Monday, April 16, 2018

The "lasso of truth"? Dr Jen Gunter and Other Critics--Why so angry, dawg?!

I get regular blasts from various medical sources. Here's one I got today:

There's a link to see this better below.
I know this sort of case. I see these kids in my office and although the remedy Lyssin (also called Hydrophobinum) is useful in some kids (and sometimes adults!) with violent tendencies, as described by Dr Zimmerman in the post Dr Gunter shared on her blog, there are other remedies that are very useful as well.

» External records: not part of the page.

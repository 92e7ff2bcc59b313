use crate::model::OutputError;
use serde::Serialize;
use std::fs;
use std::path::{Path, PathBuf};
use tracing::{info, warn};

/// Writes `value` as pretty JSON, replacing `path` only once the whole
/// document is on disk. On failure the previous file is left as it was.
pub fn write_json<T: Serialize>(path: &Path, value: &T) -> Result<(), OutputError> {
    let body = serde_json::to_string_pretty(value)?;

    if let Some(parent) = path.parent().filter(|p| !p.as_os_str().is_empty()) {
        fs::create_dir_all(parent).map_err(|source| OutputError::Io {
            path: parent.to_path_buf(),
            source,
        })?;
    }

    let staging = staging_path(path);
    if let Err(source) = fs::write(&staging, body) {
        discard(&staging);
        return Err(OutputError::Io { path: staging, source });
    }

    if let Err(source) = fs::rename(&staging, path) {
        discard(&staging);
        return Err(OutputError::Io { path: path.to_path_buf(), source });
    }

    info!("✅ {} written", path.display());
    Ok(())
}

fn discard(staging: &Path) {
    if let Err(e) = fs::remove_file(staging) {
        if e.kind() != std::io::ErrorKind::NotFound {
            warn!("Failed to remove {}: {}", staging.display(), e);
        }
    }
}

fn staging_path(path: &Path) -> PathBuf {
    let mut name = path.file_name().map(|n| n.to_os_string()).unwrap_or_default();
    name.push(".tmp");
    path.with_file_name(name)
}
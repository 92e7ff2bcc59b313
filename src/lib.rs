pub mod config;
pub mod fetcher;
pub mod model;
pub mod normalizer;
pub mod pipeline;
pub mod provider;
pub mod standings;
pub mod storage;
pub mod utils;
// Core structs: NormalizedMatch, OutputBatch, DateQuery, error types
use chrono::{DateTime, NaiveDate, Utc};
use serde::{Deserialize, Serialize};
use serde_json::Value;
use std::fmt;
use std::path::PathBuf;
use thiserror::Error;

use crate::utils::{serialize_timestamp, DATE_FORMAT};

/// One fixture in the provider-agnostic shape the front-end reads.
#[derive(Debug, Clone, PartialEq, Serialize, Deserialize)]
pub struct NormalizedMatch {
    pub fixture: FixtureInfo,
    pub league: LeagueInfo,
    pub teams: Teams,
    pub goals: Goals,
}

#[derive(Debug, Clone, PartialEq, Serialize, Deserialize)]
pub struct FixtureInfo {
    pub id: Option<i64>,
    pub date: Option<String>,
    pub venue: Option<String>,
    pub status: MatchStatus,
}

#[derive(Debug, Clone, PartialEq, Serialize, Deserialize)]
pub struct MatchStatus {
    pub short: StatusCode,
    pub long: String,
    pub elapsed: Option<i64>,
}

#[derive(Debug, Clone, PartialEq, Serialize, Deserialize)]
pub struct LeagueInfo {
    pub id: Option<i64>,
    pub code: Option<String>,
    pub name: String,
    pub logo: String,
    pub country: String,
}

#[derive(Debug, Clone, PartialEq, Serialize, Deserialize)]
pub struct Teams {
    pub home: TeamInfo,
    pub away: TeamInfo,
}

#[derive(Debug, Clone, PartialEq, Serialize, Deserialize)]
pub struct TeamInfo {
    pub id: Option<i64>,
    pub name: String,
    pub logo: String,
}

#[derive(Debug, Clone, Default, PartialEq, Serialize, Deserialize)]
pub struct Goals {
    pub home: Option<i64>,
    pub away: Option<i64>,
}

/// Short status code shown by the front-end. Unknown provider values are
/// carried through untouched in `Other`.
#[derive(Debug, Clone, PartialEq, Eq, Serialize, Deserialize)]
#[serde(from = "String", into = "String")]
pub enum StatusCode {
    NotStarted,
    Live,
    HalfTime,
    FullTime,
    AfterExtraTime,
    Cancelled,
    Other(String),
}

impl StatusCode {
    pub fn as_str(&self) -> &str {
        match self {
            StatusCode::NotStarted => "NS",
            StatusCode::Live => "LIVE",
            StatusCode::HalfTime => "HT",
            StatusCode::FullTime => "FT",
            StatusCode::AfterExtraTime => "AET",
            StatusCode::Cancelled => "CANC",
            StatusCode::Other(raw) => raw,
        }
    }
}

impl From<String> for StatusCode {
    fn from(code: String) -> Self {
        match code.as_str() {
            "NS" => StatusCode::NotStarted,
            "LIVE" => StatusCode::Live,
            "HT" => StatusCode::HalfTime,
            "FT" => StatusCode::FullTime,
            "AET" => StatusCode::AfterExtraTime,
            "CANC" => StatusCode::Cancelled,
            _ => StatusCode::Other(code),
        }
    }
}

impl From<StatusCode> for String {
    fn from(code: StatusCode) -> Self {
        match code {
            StatusCode::Other(raw) => raw,
            known => known.as_str().to_string(),
        }
    }
}

impl fmt::Display for StatusCode {
    fn fmt(&self, f: &mut fmt::Formatter<'_>) -> fmt::Result {
        f.write_str(self.as_str())
    }
}

/// The document written to the output file once per run.
#[derive(Debug, Clone, Serialize)]
pub struct OutputBatch {
    #[serde(serialize_with = "serialize_timestamp")]
    pub generated_at: DateTime<Utc>,
    pub source: String,
    pub response: Vec<NormalizedMatch>,
}

impl OutputBatch {
    pub fn new(source: String, response: Vec<NormalizedMatch>) -> Self {
        Self { generated_at: Utc::now(), source, response }
    }
}

/// Value used to detect the same fixture across overlapping queries.
#[derive(Debug, Clone, PartialEq, Eq, Hash)]
pub enum IdentityKey {
    Native(i64),
    /// Compact JSON array of (competition, home id, away id, kickoff).
    Composite(String),
}

/// Dates sent to the upstream API in a single request.
#[derive(Debug, Clone, Copy, PartialEq, Eq, Hash)]
pub enum DateQuery {
    Single(NaiveDate),
    Range { from: NaiveDate, to: NaiveDate },
}

impl fmt::Display for DateQuery {
    fn fmt(&self, f: &mut fmt::Formatter<'_>) -> fmt::Result {
        match self {
            DateQuery::Single(date) => write!(f, "{}", date.format(DATE_FORMAT)),
            DateQuery::Range { from, to } => {
                write!(f, "{}..{}", from.format(DATE_FORMAT), to.format(DATE_FORMAT))
            }
        }
    }
}

/// What to do when one of several requests fails.
#[derive(Debug, Clone, Copy, PartialEq, Eq)]
pub enum FailurePolicy {
    /// Log the failed request and keep the others; fatal only if all fail.
    SkipFailed,
    /// Any failure ends the run.
    Abort,
}

#[derive(Debug, Error)]
pub enum ConfigError {
    #[error("API key not found: set the {var} environment variable")]
    MissingCredential { var: &'static str },
    #[error("failed to read config file {path}: {source}")]
    Read {
        path: PathBuf,
        #[source]
        source: std::io::Error,
    },
    #[error("invalid config file {path}: {source}")]
    Parse {
        path: PathBuf,
        #[source]
        source: serde_json::Error,
    },
    #[error("invalid date range: {from} is after {to}")]
    InvalidRange { from: NaiveDate, to: NaiveDate },
    #[error("no day offsets configured for the date window")]
    EmptyWindow,
}

#[derive(Debug, Error)]
pub enum FetchError {
    #[error("HTTP {status} from {url}: {body}")]
    Transport { url: String, status: u16, body: String },
    #[error("request to {url} failed: {source}")]
    Network {
        url: String,
        #[source]
        source: reqwest::Error,
    },
    #[error("unreadable JSON body from {url}: {source}")]
    Decode {
        url: String,
        #[source]
        source: serde_json::Error,
    },
    #[error("provider returned errors for {url}: {payload}")]
    Provider { url: String, payload: Value },
    #[error("failed to build HTTP client: {0}")]
    Client(#[source] reqwest::Error),
}

/// A raw record that could not be fully read. Never fatal: the record is
/// kept with default fields.
#[derive(Debug, Error)]
#[error("malformed record #{index}: {reason}")]
pub struct MalformedRecord {
    pub index: usize,
    pub reason: String,
}

#[derive(Debug, Error)]
pub enum OutputError {
    #[error("failed to serialize output: {0}")]
    Serialize(#[from] serde_json::Error),
    #[error("failed to write {path}: {source}")]
    Io {
        path: PathBuf,
        #[source]
        source: std::io::Error,
    },
}

#[derive(Debug, Error)]
pub enum RunError {
    #[error(transparent)]
    Config(#[from] ConfigError),
    #[error(transparent)]
    Fetch(#[from] FetchError),
    #[error("all {attempted} requests failed, last error: {last}")]
    AllRequestsFailed { attempted: usize, last: FetchError },
    #[error(transparent)]
    Output(#[from] OutputError),
}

I looked over her blog and I can point out a few things that are useful to think about:

1. Not everything she has to say is flippant scientific nonsense. She's got things to say about everything from abortion research to fetal tissue to sexual health--and it's all stuff she can lay some legitimate claim to, even if she's doing a lot of editorializing, because she is a gynecologist.

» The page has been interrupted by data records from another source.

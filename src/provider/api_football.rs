// api-football (v3.football.api-sports.io) fixture shape
use serde::Deserialize;
use serde_json::{json, Value};

use super::lenient;
use super::{composite_key, CrestTemplate, ProviderAdapter, RawMatch};
use crate::model::{
    DateQuery, FixtureInfo, Goals, IdentityKey, LeagueInfo, NormalizedMatch, TeamInfo, Teams,
};
use crate::normalizer::{map_status, normalize_kickoff};
use crate::utils::DATE_FORMAT;

const TEAM_CRESTS: CrestTemplate =
    CrestTemplate { host: "https://media.api-sports.io/football/teams", ext: "png" };
const LEAGUE_CRESTS: CrestTemplate =
    CrestTemplate { host: "https://media.api-sports.io/football/leagues", ext: "png" };

pub struct ApiFootball;

impl ProviderAdapter for ApiFootball {
    fn name(&self) -> &'static str {
        "api-football"
    }

    fn credential_var(&self) -> &'static str {
        "API_FOOTBALL_KEY"
    }

    fn auth_header(&self) -> &'static str {
        "x-apisports-key"
    }

    fn default_base_url(&self) -> &'static str {
        "https://v3.football.api-sports.io"
    }

    fn matches_path(&self) -> &'static str {
        "/fixtures"
    }

    fn list_key(&self) -> &'static str {
        "response"
    }

    fn supports_competition_filter(&self) -> bool {
        false
    }

    fn decode_record(&self, value: Value) -> Result<RawMatch, serde_json::Error> {
        ApiFootballFixture::deserialize(value).map(RawMatch::ApiFootball)
    }

    fn empty_record(&self) -> RawMatch {
        RawMatch::ApiFootball(ApiFootballFixture::default())
    }

    // The fixtures endpoint names its range parameters `from`/`to`.
    fn query_params(&self, query: &DateQuery, _competitions: &[String]) -> Vec<(&'static str, String)> {
        match query {
            DateQuery::Single(date) => vec![("date", date.format(DATE_FORMAT).to_string())],
            DateQuery::Range { from, to } => vec![
                ("from", from.format(DATE_FORMAT).to_string()),
                ("to", to.format(DATE_FORMAT).to_string()),
            ],
        }
    }
}

#[derive(Debug, Clone, Default, Deserialize)]
#[serde(default)]
pub struct ApiFootballFixture {
    #[serde(deserialize_with = "lenient::object")]
    pub fixture: Option<FixtureBlock>,
    #[serde(deserialize_with = "lenient::object")]
    pub league: Option<LeagueBlock>,
    #[serde(deserialize_with = "lenient::object")]
    pub teams: Option<TeamsBlock>,
    #[serde(deserialize_with = "lenient::object")]
    pub goals: Option<GoalsBlock>,
}

#[derive(Debug, Clone, Default, Deserialize)]
#[serde(default)]
pub struct FixtureBlock {
    #[serde(deserialize_with = "lenient::int")]
    pub id: Option<i64>,
    #[serde(deserialize_with = "lenient::text")]
    pub date: Option<String>,
    #[serde(deserialize_with = "lenient::object")]
    pub venue: Option<VenueBlock>,
    #[serde(deserialize_with = "lenient::object")]
    pub status: Option<StatusBlock>,
}

#[derive(Debug, Clone, Default, Deserialize)]
#[serde(default)]
pub struct VenueBlock {
    #[serde(deserialize_with = "lenient::text")]
    pub name: Option<String>,
}

#[derive(Debug, Clone, Default, Deserialize)]
#[serde(default)]
pub struct StatusBlock {
    #[serde(deserialize_with = "lenient::text")]
    pub short: Option<String>,
    #[serde(deserialize_with = "lenient::text")]
    pub long: Option<String>,
    #[serde(deserialize_with = "lenient::int")]
    pub elapsed: Option<i64>,
}

#[derive(Debug, Clone, Default, Deserialize)]
#[serde(default)]
pub struct LeagueBlock {
    #[serde(deserialize_with = "lenient::int")]
    pub id: Option<i64>,
    #[serde(deserialize_with = "lenient::text")]
    pub name: Option<String>,
    #[serde(deserialize_with = "lenient::text")]
    pub logo: Option<String>,
    #[serde(deserialize_with = "lenient::text")]
    pub country: Option<String>,
}

#[derive(Debug, Clone, Default, Deserialize)]
#[serde(default)]
pub struct TeamsBlock {
    #[serde(deserialize_with = "lenient::object")]
    pub home: Option<TeamBlock>,
    #[serde(deserialize_with = "lenient::object")]
    pub away: Option<TeamBlock>,
}

#[derive(Debug, Clone, Default, Deserialize)]
#[serde(default)]
pub struct TeamBlock {
    #[serde(deserialize_with = "lenient::int")]
    pub id: Option<i64>,
    #[serde(deserialize_with = "lenient::text")]
    pub name: Option<String>,
    #[serde(deserialize_with = "lenient::text")]
    pub logo: Option<String>,
}

#[derive(Debug, Clone, Default, Deserialize)]
#[serde(default)]
pub struct GoalsBlock {
    #[serde(deserialize_with = "lenient::int")]
    pub home: Option<i64>,
    #[serde(deserialize_with = "lenient::int")]
    pub away: Option<i64>,
}

impl ApiFootballFixture {
    fn home(&self) -> Option<&TeamBlock> {
        self.teams.as_ref().and_then(|t| t.home.as_ref())
    }

    fn away(&self) -> Option<&TeamBlock> {
        self.teams.as_ref().and_then(|t| t.away.as_ref())
    }

    /// Provider id; `0` means no id.
    fn native_id(&self) -> Option<i64> {
        self.fixture.as_ref().and_then(|f| f.id).filter(|&id| id != 0)
    }

    pub fn identity_key(&self) -> IdentityKey {
        match self.native_id() {
            Some(id) => IdentityKey::Native(id),
            None => composite_key([
                json!(self.league.as_ref().and_then(|l| l.id)),
                json!(self.home().and_then(|t| t.id)),
                json!(self.away().and_then(|t| t.id)),
                json!(self.kickoff()),
            ]),
        }
    }

    pub fn kickoff(&self) -> Option<&str> {
        self.fixture.as_ref().and_then(|f| f.date.as_deref())
    }

    pub fn normalize(&self) -> NormalizedMatch {
        let fixture = self.fixture.as_ref();
        let status = fixture.and_then(|f| f.status.as_ref());
        let league = self.league.as_ref();
        let league_id = league.and_then(|l| l.id);

        NormalizedMatch {
            fixture: FixtureInfo {
                id: self.native_id(),
                date: normalize_kickoff(self.kickoff()),
                venue: fixture
                    .and_then(|f| f.venue.as_ref())
                    .and_then(|v| v.name.clone()),
                status: map_status(
                    status.and_then(|s| s.short.as_deref()),
                    status.and_then(|s| s.long.as_deref()),
                    status.and_then(|s| s.elapsed),
                ),
            },
            league: LeagueInfo {
                id: league_id,
                code: None,
                name: league.and_then(|l| l.name.clone()).unwrap_or_default(),
                logo: LEAGUE_CRESTS.resolve(league.and_then(|l| l.logo.as_deref()), league_id),
                country: league.and_then(|l| l.country.clone()).unwrap_or_default(),
            },
            teams: Teams {
                home: team_info(self.home(), "Home"),
                away: team_info(self.away(), "Away"),
            },
            goals: self
                .goals
                .as_ref()
                .map(|g| Goals { home: g.home, away: g.away })
                .unwrap_or_default(),
        }
    }
}

fn team_info(team: Option<&TeamBlock>, fallback: &str) -> TeamInfo {
    let id = team.and_then(|t| t.id);
    TeamInfo {
        id,
        name: team
            .and_then(|t| t.name.clone())
            .unwrap_or_else(|| fallback.to_string()),
        logo: TEAM_CRESTS.resolve(team.and_then(|t| t.logo.as_deref()), id),
    }
}

#[cfg(test)]
mod tests {
    use super::*;
    use crate::model::StatusCode;
    use serde_json::json;

    fn decode(value: Value) -> ApiFootballFixture {
        ApiFootballFixture::deserialize(value).unwrap()
    }

    #[test]
    fn projects_full_fixture() {
        let raw = decode(json!({
            "fixture": {
                "id": 1035046,
                "date": "2024-08-17T14:00:00+00:00",
                "venue": { "id": 556, "name": "Old Trafford", "city": "Manchester" },
                "status": { "long": "Match Finished", "short": "FT", "elapsed": 90 }
            },
            "league": { "id": 39, "name": "Premier League", "country": "England",
                        "logo": "https://media.api-sports.io/football/leagues/39.png" },
            "teams": {
                "home": { "id": 33, "name": "Manchester United", "logo": null },
                "away": { "id": 36, "name": "Fulham" }
            },
            "goals": { "home": 1, "away": 0 }
        }));

        let normalized = raw.normalize();
        assert_eq!(normalized.fixture.id, Some(1035046));
        assert_eq!(normalized.fixture.date.as_deref(), Some("2024-08-17T14:00:00Z"));
        assert_eq!(normalized.fixture.venue.as_deref(), Some("Old Trafford"));
        assert_eq!(normalized.fixture.status.short, StatusCode::FullTime);
        assert_eq!(normalized.fixture.status.long, "Match Finished");
        assert_eq!(normalized.fixture.status.elapsed, Some(90));
        assert_eq!(normalized.league.code, None);
        assert_eq!(normalized.league.country, "England");
        assert_eq!(
            normalized.teams.home.logo,
            "https://media.api-sports.io/football/teams/33.png"
        );
        assert_eq!(normalized.teams.away.name, "Fulham");
        assert_eq!(normalized.goals, Goals { home: Some(1), away: Some(0) });
        assert_eq!(raw.identity_key(), IdentityKey::Native(1035046));
    }

    #[test]
    fn provider_codes_pass_through() {
        let raw = decode(json!({
            "fixture": { "id": 7, "status": { "short": "1H", "long": "First Half", "elapsed": 23 } }
        }));
        let status = raw.normalize().fixture.status;
        assert_eq!(status.short, StatusCode::Other("1H".to_string()));
        assert_eq!(status.long, "First Half");
        assert_eq!(status.elapsed, Some(23));
    }

    #[test]
    fn zero_id_falls_back_to_composite_key() {
        let raw = decode(json!({
            "fixture": { "id": 0, "date": "2024-08-17T14:00:00+00:00" },
            "league": { "id": 39 },
            "teams": { "home": { "id": 33 }, "away": { "id": 36 } }
        }));
        assert_eq!(
            raw.identity_key(),
            IdentityKey::Composite(r#"[39,33,36,"2024-08-17T14:00:00+00:00"]"#.to_string())
        );
        assert_eq!(raw.normalize().fixture.id, None);
    }

    #[test]
    fn range_uses_from_and_to() {
        let from = chrono::NaiveDate::from_ymd_opt(2024, 5, 1).unwrap();
        let to = chrono::NaiveDate::from_ymd_opt(2024, 5, 3).unwrap();
        let params = ApiFootball.query_params(&DateQuery::Range { from, to }, &["PL".to_string()]);
        assert_eq!(params, vec![("from", "2024-05-01".to_string()), ("to", "2024-05-03".to_string())]);
    }
}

2. A lot of it is flippant scientific nonsense. I say this because having an opinion about a natural phenomenon isn't science. It's editorializing about a point of view. Immediate assignment of a thing to a category "real" vs. "not real" based itself on the fact that the news is in a category (in this case, "homeopathy") just isn't scientific.

3. I think many people forget that being an MD doesn't by itself make a person "scientific." Although the hard sciences (chemistry, physics, biology) underlie medicine, the employment of these sciences is a tool that operates within a model of the world that is fundamentally thought to be material and objective, and that this material world is fully knowable within a framework that is applicable across cultures, societies, and all individuals.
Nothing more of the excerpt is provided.